*** Opening Exercise data ***
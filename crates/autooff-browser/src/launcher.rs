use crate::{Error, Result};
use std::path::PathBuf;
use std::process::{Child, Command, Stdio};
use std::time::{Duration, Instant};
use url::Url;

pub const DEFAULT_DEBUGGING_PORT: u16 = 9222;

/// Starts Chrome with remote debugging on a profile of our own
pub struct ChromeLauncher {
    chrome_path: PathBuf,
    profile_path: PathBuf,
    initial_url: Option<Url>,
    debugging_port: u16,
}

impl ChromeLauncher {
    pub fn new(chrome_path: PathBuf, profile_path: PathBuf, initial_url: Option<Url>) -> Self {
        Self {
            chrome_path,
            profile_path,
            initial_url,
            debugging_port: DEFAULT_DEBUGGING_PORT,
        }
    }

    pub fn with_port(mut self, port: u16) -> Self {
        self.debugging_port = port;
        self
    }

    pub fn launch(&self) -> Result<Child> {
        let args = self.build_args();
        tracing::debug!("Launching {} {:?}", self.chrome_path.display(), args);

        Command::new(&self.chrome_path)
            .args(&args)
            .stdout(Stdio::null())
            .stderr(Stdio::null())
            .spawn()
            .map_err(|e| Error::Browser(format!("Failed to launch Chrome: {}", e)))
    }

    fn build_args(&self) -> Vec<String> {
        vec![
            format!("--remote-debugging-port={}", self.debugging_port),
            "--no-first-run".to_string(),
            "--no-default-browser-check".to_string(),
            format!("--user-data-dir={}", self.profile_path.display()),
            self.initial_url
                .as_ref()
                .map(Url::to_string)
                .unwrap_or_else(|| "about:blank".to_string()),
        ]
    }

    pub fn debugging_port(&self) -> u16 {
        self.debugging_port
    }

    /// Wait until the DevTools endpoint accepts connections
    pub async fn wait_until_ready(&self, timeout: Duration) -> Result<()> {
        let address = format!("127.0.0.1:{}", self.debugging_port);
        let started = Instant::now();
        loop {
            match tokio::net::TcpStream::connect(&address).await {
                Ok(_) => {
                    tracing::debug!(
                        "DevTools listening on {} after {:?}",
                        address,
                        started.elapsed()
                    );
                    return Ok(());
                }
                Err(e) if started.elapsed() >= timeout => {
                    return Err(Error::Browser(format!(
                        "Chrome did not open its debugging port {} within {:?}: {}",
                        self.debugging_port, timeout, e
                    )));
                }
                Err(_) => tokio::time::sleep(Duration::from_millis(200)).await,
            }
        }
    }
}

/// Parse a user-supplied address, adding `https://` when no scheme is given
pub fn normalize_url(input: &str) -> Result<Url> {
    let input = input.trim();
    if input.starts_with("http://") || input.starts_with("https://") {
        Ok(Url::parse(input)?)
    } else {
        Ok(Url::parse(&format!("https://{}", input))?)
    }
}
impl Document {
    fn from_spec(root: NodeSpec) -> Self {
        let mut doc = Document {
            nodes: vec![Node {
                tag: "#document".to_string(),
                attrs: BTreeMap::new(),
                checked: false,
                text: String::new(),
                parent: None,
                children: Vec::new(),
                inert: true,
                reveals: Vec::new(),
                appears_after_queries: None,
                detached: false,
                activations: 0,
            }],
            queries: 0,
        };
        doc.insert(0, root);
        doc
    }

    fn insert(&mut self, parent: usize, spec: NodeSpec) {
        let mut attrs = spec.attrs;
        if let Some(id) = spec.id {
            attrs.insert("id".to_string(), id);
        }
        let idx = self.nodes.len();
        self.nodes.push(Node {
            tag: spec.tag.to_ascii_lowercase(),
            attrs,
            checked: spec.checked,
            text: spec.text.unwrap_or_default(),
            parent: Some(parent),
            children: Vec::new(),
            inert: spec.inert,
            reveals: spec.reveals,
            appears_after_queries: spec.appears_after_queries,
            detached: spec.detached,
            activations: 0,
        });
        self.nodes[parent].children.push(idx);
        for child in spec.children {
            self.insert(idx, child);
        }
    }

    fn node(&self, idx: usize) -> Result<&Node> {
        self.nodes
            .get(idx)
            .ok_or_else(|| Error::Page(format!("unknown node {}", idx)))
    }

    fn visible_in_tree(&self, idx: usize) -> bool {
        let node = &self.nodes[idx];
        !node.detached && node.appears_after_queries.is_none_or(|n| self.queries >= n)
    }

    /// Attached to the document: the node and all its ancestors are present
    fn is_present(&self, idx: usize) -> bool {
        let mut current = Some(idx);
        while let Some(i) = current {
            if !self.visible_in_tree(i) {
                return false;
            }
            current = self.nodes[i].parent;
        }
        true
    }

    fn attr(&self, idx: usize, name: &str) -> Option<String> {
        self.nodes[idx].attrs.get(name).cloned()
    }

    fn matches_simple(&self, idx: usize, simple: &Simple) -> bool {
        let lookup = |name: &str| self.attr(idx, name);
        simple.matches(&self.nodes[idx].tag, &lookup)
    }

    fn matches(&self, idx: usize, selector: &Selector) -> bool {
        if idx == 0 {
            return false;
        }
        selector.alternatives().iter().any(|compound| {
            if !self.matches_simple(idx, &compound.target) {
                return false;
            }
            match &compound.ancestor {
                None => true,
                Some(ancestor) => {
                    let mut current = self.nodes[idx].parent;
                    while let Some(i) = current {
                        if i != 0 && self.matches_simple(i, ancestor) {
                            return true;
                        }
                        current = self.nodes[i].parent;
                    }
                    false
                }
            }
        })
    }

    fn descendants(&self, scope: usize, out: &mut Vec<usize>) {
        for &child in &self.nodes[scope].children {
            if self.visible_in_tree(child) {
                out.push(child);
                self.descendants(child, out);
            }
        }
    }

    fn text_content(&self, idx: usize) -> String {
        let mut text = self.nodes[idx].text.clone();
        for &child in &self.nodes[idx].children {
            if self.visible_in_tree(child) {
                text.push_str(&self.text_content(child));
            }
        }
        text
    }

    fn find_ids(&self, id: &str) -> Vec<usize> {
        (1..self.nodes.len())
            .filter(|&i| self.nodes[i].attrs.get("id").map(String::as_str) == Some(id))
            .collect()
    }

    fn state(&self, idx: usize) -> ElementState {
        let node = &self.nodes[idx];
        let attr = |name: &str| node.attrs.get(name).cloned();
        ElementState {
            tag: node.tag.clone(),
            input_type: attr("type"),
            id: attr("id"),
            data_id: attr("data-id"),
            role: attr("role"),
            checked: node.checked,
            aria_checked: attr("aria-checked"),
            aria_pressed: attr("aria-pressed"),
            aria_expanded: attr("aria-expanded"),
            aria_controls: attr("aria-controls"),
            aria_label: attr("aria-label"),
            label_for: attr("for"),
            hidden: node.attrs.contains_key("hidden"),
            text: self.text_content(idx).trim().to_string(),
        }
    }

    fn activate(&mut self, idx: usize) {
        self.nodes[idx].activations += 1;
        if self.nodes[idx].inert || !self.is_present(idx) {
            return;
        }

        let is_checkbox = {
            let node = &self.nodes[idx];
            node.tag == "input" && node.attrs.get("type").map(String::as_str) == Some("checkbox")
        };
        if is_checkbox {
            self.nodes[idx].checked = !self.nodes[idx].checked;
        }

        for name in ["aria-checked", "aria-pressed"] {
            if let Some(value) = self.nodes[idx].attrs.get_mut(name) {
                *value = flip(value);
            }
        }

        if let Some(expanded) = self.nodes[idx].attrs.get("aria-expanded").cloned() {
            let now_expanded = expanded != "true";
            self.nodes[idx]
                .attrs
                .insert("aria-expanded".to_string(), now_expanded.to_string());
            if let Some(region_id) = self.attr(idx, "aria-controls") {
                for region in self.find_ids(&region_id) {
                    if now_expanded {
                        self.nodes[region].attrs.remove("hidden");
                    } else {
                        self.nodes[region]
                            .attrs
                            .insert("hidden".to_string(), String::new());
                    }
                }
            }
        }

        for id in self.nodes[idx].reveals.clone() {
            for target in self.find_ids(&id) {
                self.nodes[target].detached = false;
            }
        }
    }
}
*** Closing Exercise data ***
# What you are asked to do
Set all of the entries down again, exactly as they were given.

# Response box
filename crates/autooff-browser/src/launcher.rs
use crate::{Error, Result};
use std::path::PathBuf;
use std::process::{Child, Command, Stdio};
use std::time::{Duration, Instant};
use url::Url;

pub const DEFAULT_DEBUGGING_PORT: u16 = 9222;

/// Starts Chrome with remote debugging on a profile of our own
pub struct ChromeLauncher {
    chrome_path: PathBuf,
    profile_path: PathBuf,
    initial_url: Option<Url>,
    debugging_port: u16,
}

impl ChromeLauncher {
    pub fn new(chrome_path: PathBuf, profile_path: PathBuf, initial_url: Option<Url>) -> Self {
        Self {
            chrome_path,
            profile_path,
            initial_url,
            debugging_port: DEFAULT_DEBUGGING_PORT,
        }
    }

    pub fn with_port(mut self, port: u16) -> Self {
        self.debugging_port = port;
        self
    }

    pub fn launch(&self) -> Result<Child> {
        let args = self.build_args();
        tracing::debug!("Launching {} {:?}", self.chrome_path.display(), args);

        Command::new(&self.chrome_path)
            .args(&args)
            .stdout(Stdio::null())
            .stderr(Stdio::null())
            .spawn()
            .map_err(|e| Error::Browser(format!("Failed to launch Chrome: {}", e)))
    }

    fn build_args(&self) -> Vec<String> {
        vec![
            format!("--remote-debugging-port={}", self.debugging_port),
            "--no-first-run".to_string(),
            "--no-default-browser-check".to_string(),
            format!("--user-data-dir={}", self.profile_path.display()),
            self.initial_url
                .as_ref()
                .map(Url::to_string)
                .unwrap_or_else(|| "about:blank".to_string()),
        ]
    }

    pub fn debugging_port(&self) -> u16 {
        self.debugging_port
    }

    /// Wait until the DevTools endpoint accepts connections
    pub async fn wait_until_ready(&self, timeout: Duration) -> Result<()> {
        let address = format!("127.0.0.1:{}", self.debugging_port);
        let started = Instant::now();
        loop {
            match tokio::net::TcpStream::connect(&address).await {
                Ok(_) => {
                    tracing::debug!(
                        "DevTools listening on {} after {:?}",
                        address,
                        started.elapsed()
                    );
                    return Ok(());
                }
                Err(e) if started.elapsed() >= timeout => {
                    return Err(Error::Browser(format!(
                        "Chrome did not open its debugging port {} within {:?}: {}",
                        self.debugging_port, timeout, e
                    )));
                }
                Err(_) => tokio::time::sleep(Duration::from_millis(200)).await,
            }
        }
    }
}

/// Parse a user-supplied address, adding `https://` when no scheme is given
pub fn normalize_url(input: &str) -> Result<Url> {
    let input = input.trim();
    if input.starts_with("http://") || input.starts_with("https://") {
        Ok(Url::parse(input)?)
    } else {
        Ok(Url::parse(&format!("https://{}", input))?)
    }
}
impl Document {
    fn from_spec(root: NodeSpec) -> Self {
        let mut doc = Document {
            nodes: vec![Node {
                tag: "#document".to_string(),
                attrs: BTreeMap::new(),
                checked: false,
                text: String::new(),
                parent: None,
                children: Vec::new(),
                inert: true,
                reveals: Vec::new(),
                appears_after_queries: None,
                detached: false,
                activations: 0,
            }],
            queries: 0,
        };
        doc.insert(0, root);
        doc
    }

    fn insert(&mut self, parent: usize, spec: NodeSpec) {
        let mut attrs = spec.attrs;
        if let Some(id) = spec.id {
            attrs.insert("id".to_string(), id);
        }
        let idx = self.nodes.len();
        self.nodes.push(Node {
            tag: spec.tag.to_ascii_lowercase(),
            attrs,
            checked: spec.checked,
            text: spec.text.unwrap_or_default(),
            parent: Some(parent),
            children: Vec::new(),
            inert: spec.inert,
            reveals: spec.reveals,
            appears_after_queries: spec.appears_after_queries,
            detached: spec.detached,
            activations: 0,
        });
        self.nodes[parent].children.push(idx);
        for child in spec.children {
            self.insert(idx, child);
        }
    }

    fn node(&self, idx: usize) -> Result<&Node> {
        self.nodes
            .get(idx)
            .ok_or_else(|| Error::Page(format!("unknown node {}", idx)))
    }

    fn visible_in_tree(&self, idx: usize) -> bool {
        let node = &self.nodes[idx];
        !node.detached && node.appears_after_queries.is_none_or(|n| self.queries >= n)
    }

    /// Attached to the document: the node and all its ancestors are present
    fn is_present(&self, idx: usize) -> bool {
        let mut current = Some(idx);
        while let Some(i) = current {
            if !self.visible_in_tree(i) {
                return false;
            }
            current = self.nodes[i].parent;
        }
        true
    }

    fn attr(&self, idx: usize, name: &str) -> Option<String> {
        self.nodes[idx].attrs.get(name).cloned()
    }

    fn matches_simple(&self, idx: usize, simple: &Simple) -> bool {
        let lookup = |name: &str| self.attr(idx, name);
        simple.matches(&self.nodes[idx].tag, &lookup)
    }

    fn matches(&self, idx: usize, selector: &Selector) -> bool {
        if idx == 0 {
            return false;
        }
        selector.alternatives().iter().any(|compound| {
            if !self.matches_simple(idx, &compound.target) {
                return false;
            }
            match &compound.ancestor {
                None => true,
                Some(ancestor) => {
                    let mut current = self.nodes[idx].parent;
                    while let Some(i) = current {
                        if i != 0 && self.matches_simple(i, ancestor) {
                            return true;
                        }
                        current = self.nodes[i].parent;
                    }
                    false
                }
            }
        })
    }

    fn descendants(&self, scope: usize, out: &mut Vec<usize>) {
        for &child in &self.nodes[scope].children {
            if self.visible_in_tree(child) {
                out.push(child);
                self.descendants(child, out);
            }
        }
    }

    fn text_content(&self, idx: usize) -> String {
        let mut text = self.nodes[idx].text.clone();
        for &child in &self.nodes[idx].children {
            if self.visible_in_tree(child) {
                text.push_str(&self.text_content(child));
            }
        }
        text
    }

    fn find_ids(&self, id: &str) -> Vec<usize> {
        (1..self.nodes.len())
            .filter(|&i| self.nodes[i].attrs.get("id").map(String::as_str) == Some(id))
            .collect()
    }

    fn state(&self, idx: usize) -> ElementState {
        let node = &self.nodes[idx];
        let attr = |name: &str| node.attrs.get(name).cloned();
        ElementState {
            tag: node.tag.clone(),
            input_type: attr("type"),
            id: attr("id"),
            data_id: attr("data-id"),
            role: attr("role"),
            checked: node.checked,
            aria_checked: attr("aria-checked"),
            aria_pressed: attr("aria-pressed"),
            aria_expanded: attr("aria-expanded"),
            aria_controls: attr("aria-controls"),
            aria_label: attr("aria-label"),
            label_for: attr("for"),
            hidden: node.attrs.contains_key("hidden"),
            text: self.text_content(idx).trim().to_string(),
        }
    }

    fn activate(&mut self, idx: usize) {
        self.nodes[idx].activations += 1;
        if self.nodes[idx].inert || !self.is_present(idx) {
            return;
        }

        let is_checkbox = {
            let node = &self.nodes[idx];
            node.tag == "input" && node.attrs.get("type").map(String::as_str) == Some("checkbox")
        };
        if is_checkbox {
            self.nodes[idx].checked = !self.nodes[idx].checked;
        }

        for name in ["aria-checked", "aria-pressed"] {
            if let Some(value) = self.nodes[idx].attrs.get_mut(name) {
                *value = flip(value);
            }
        }

        if let Some(expanded) = self.nodes[idx].attrs.get("aria-expanded").cloned() {
            let now_expanded = expanded != "true";
            self.nodes[idx]
                .attrs
                .insert("aria-expanded".to_string(), now_expanded.to_string());
            if let Some(region_id) = self.attr(idx, "aria-controls") {
                for region in self.find_ids(&region_id) {
                    if now_expanded {
                        self.nodes[region].attrs.remove("hidden");
                    } else {
                        self.nodes[region]
                            .attrs
                            .insert("hidden".to_string(), String::new());
                    }
                }
            }
        }

        for id in self.nodes[idx].reveals.clone() {
            for target in self.find_ids(&id) {
                self.nodes[target].detached = false;
            }
        }
    }
}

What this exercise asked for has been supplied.